DESCRIPTION OF THE TASK. Lines that include "values" make up the answer; copy all of them from the data below.

Saved data entries.
>>
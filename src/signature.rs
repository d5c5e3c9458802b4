//! Function types a mock can stand in for.
//!
//! [`Signature`] is implemented for `dyn Fn(A, B, ..) -> R` trait objects of
//! up to eight parameters, in three flavours: plain, `+ Send` and
//! `+ Send + Sync`. Every parameter must be a [`Slot`] and the return type
//! must be [`Returns`]. Anything else is not a function type and cannot be
//! mocked.

use std::any::type_name;
use std::sync::Arc;

use funcmock_core::{
    FunctionFlags, FunctionTypeDescriptor, Params, Returns, Slot, TypeDescriptor, Value,
};
use funcmock_engine::Mock;

use crate::CALL_SITE;

/// A function type that can be materialized over a [`Mock`].
pub trait Signature: 'static {
    /// Describe the parameter and return types.
    fn descriptor() -> FunctionTypeDescriptor;

    /// Build a callable of this type that forwards every call to `adapter`.
    fn materialize(adapter: CallAdapter) -> Box<Self>;
}

/// Maps any callable to the plain `dyn Fn` type it can be mocked as.
///
/// `Marker` is the `fn(A, ..) -> R` pointer type of the call signature; it
/// only exists so one impl per arity can coexist and is always inferred.
pub trait FnSample<Marker> {
    /// The mockable function type.
    type Function: ?Sized + Signature;
}

/// Forwards calls from a materialized callable to the engine.
#[derive(Clone)]
pub struct CallAdapter {
    mock: Arc<Mock>,
}

impl CallAdapter {
    pub(crate) fn new(mock: Arc<Mock>) -> Self {
        Self { mock }
    }

    /// Answer one call and rebuild the declared return value.
    ///
    /// Result slots the expectation left empty become zero values.
    ///
    /// # Panics
    ///
    /// Panics if no expectation answers the call (after notifying the bound
    /// reporter), or if a configured result does not convert to its declared
    /// type.
    #[cfg_attr(feature = "profiling", profiling::function)]
    pub fn invoke<R: Returns>(&self, arguments: Vec<Value>) -> R {
        tracing::trace!(
            target: "funcmock",
            arguments = arguments.len(),
            returns = type_name::<R>(),
            "invoking function mock"
        );

        let results = self.mock.method_called(CALL_SITE, arguments);
        match R::from_results(results.values()) {
            Ok(value) => value,
            Err(err) => panic!(
                "funcmock: cannot return {} from ({}): {}",
                type_name::<R>(),
                results,
                err
            ),
        }
    }
}

impl std::fmt::Debug for CallAdapter {
    fn fmt(&self, f: &mut std::fmt::Formatter<'_>) -> std::fmt::Result {
        f.debug_struct("CallAdapter").finish_non_exhaustive()
    }
}

macro_rules! impl_signature {
    (@impl [$($bounds:tt)*] $thread_safe:literal; $($ty:ident: $arg:ident),*) => {
        impl<$($ty,)* R> Signature for dyn Fn($($ty),*) -> R $($bounds)*
        where
            $($ty: Slot,)*
            R: Returns + 'static,
        {
            fn descriptor() -> FunctionTypeDescriptor {
                let mut flags = FunctionFlags::empty();
                if <($($ty,)*) as Params>::is_variadic() {
                    flags |= FunctionFlags::VARIADIC;
                }
                if $thread_safe {
                    flags |= FunctionFlags::THREAD_SAFE;
                }

                FunctionTypeDescriptor::new(
                    TypeDescriptor::function::<Self>(),
                    <($($ty,)*) as Params>::descriptors(),
                    R::slots(),
                    type_name::<R>(),
                    flags,
                )
            }

            fn materialize(adapter: CallAdapter) -> Box<Self> {
                Box::new(move |$($arg: $ty),*| adapter.invoke::<R>(vec![$($arg.into_value()),*]))
            }
        }
    };
    ($($ty:ident: $arg:ident),*) => {
        impl_signature!(@impl [] false; $($ty: $arg),*);
        impl_signature!(@impl [+ Send] false; $($ty: $arg),*);
        impl_signature!(@impl [+ Send + Sync] true; $($ty: $arg),*);

        impl<Func, $($ty,)* R> FnSample<fn($($ty),*) -> R> for Func
        where
            Func: Fn($($ty),*) -> R + ?Sized,
            $($ty: Slot,)*
            R: Returns + 'static,
        {
            type Function = dyn Fn($($ty),*) -> R;
        }
    };
}

impl_signature!();
impl_signature!(A: a);
impl_signature!(A: a, B: b);
impl_signature!(A: a, B: b, C: c);
impl_signature!(A: a, B: b, C: c, D: d);
impl_signature!(A: a, B: b, C: c, D: d, E: e);
impl_signature!(A: a, B: b, C: c, D: d, E: e, F: f);
impl_signature!(A: a, B: b, C: c, D: d, E: e, F: f, G: g);
impl_signature!(A: a, B: b, C: c, D: d, E: e, F: f, G: g, H: h);

#[cfg(test)]
mod tests {
    use super::*;
    use funcmock_core::{Rest, TypeKind};

    type Plain = dyn Fn(String, i32) -> (String, Option<u8>);
    type Shared = dyn Fn(String, Rest<i32>) -> bool + Send + Sync;

    #[test]
    fn descriptor_lists_params_and_slots() {
        let desc = <Plain as Signature>::descriptor();
        assert_eq!(desc.param_count(), 2);
        assert_eq!(desc.return_count(), 2);
        assert_eq!(desc.params()[0].kind(), TypeKind::Text);
        assert_eq!(desc.returns()[1].kind(), TypeKind::Nullable);
        assert_eq!(desc.ty().kind(), TypeKind::Function);
        assert!(!desc.is_variadic());
        assert!(!desc.is_thread_safe());
    }

    #[test]
    fn descriptor_flags() {
        let desc = <Shared as Signature>::descriptor();
        assert!(desc.is_variadic());
        assert!(desc.is_thread_safe());
        assert_eq!(desc.to_string(), "fn(String, ...Rest<i32>) -> bool");

        let send_only = <dyn Fn() + Send as Signature>::descriptor();
        assert!(!send_only.is_thread_safe());
        assert_eq!(send_only.to_string(), "fn()");
    }

    #[test]
    fn materialized_callable_forwards_to_mock() {
        let mock = Arc::new(Mock::new());
        mock.on(CALL_SITE, ("x", 1i32)).returns(("ok", 7u8));

        let f = <Plain as Signature>::materialize(CallAdapter::new(mock.clone()));
        assert_eq!(f("x".to_string(), 1), ("ok".to_string(), Some(7)));
        assert_eq!(mock.calls().len(), 1);
    }

    #[test]
    #[should_panic(expected = "cannot return")]
    fn mismatched_result_panics() {
        let mock = Arc::new(Mock::new());
        mock.on(CALL_SITE, ()).returns("not a number");

        let f = <dyn Fn() -> i32 as Signature>::materialize(CallAdapter::new(mock));
        f();
    }
}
<<
EXERCISE RESPONSE.
    /// Result slots the expectation left empty become zero values.
        match R::from_results(results.values()) {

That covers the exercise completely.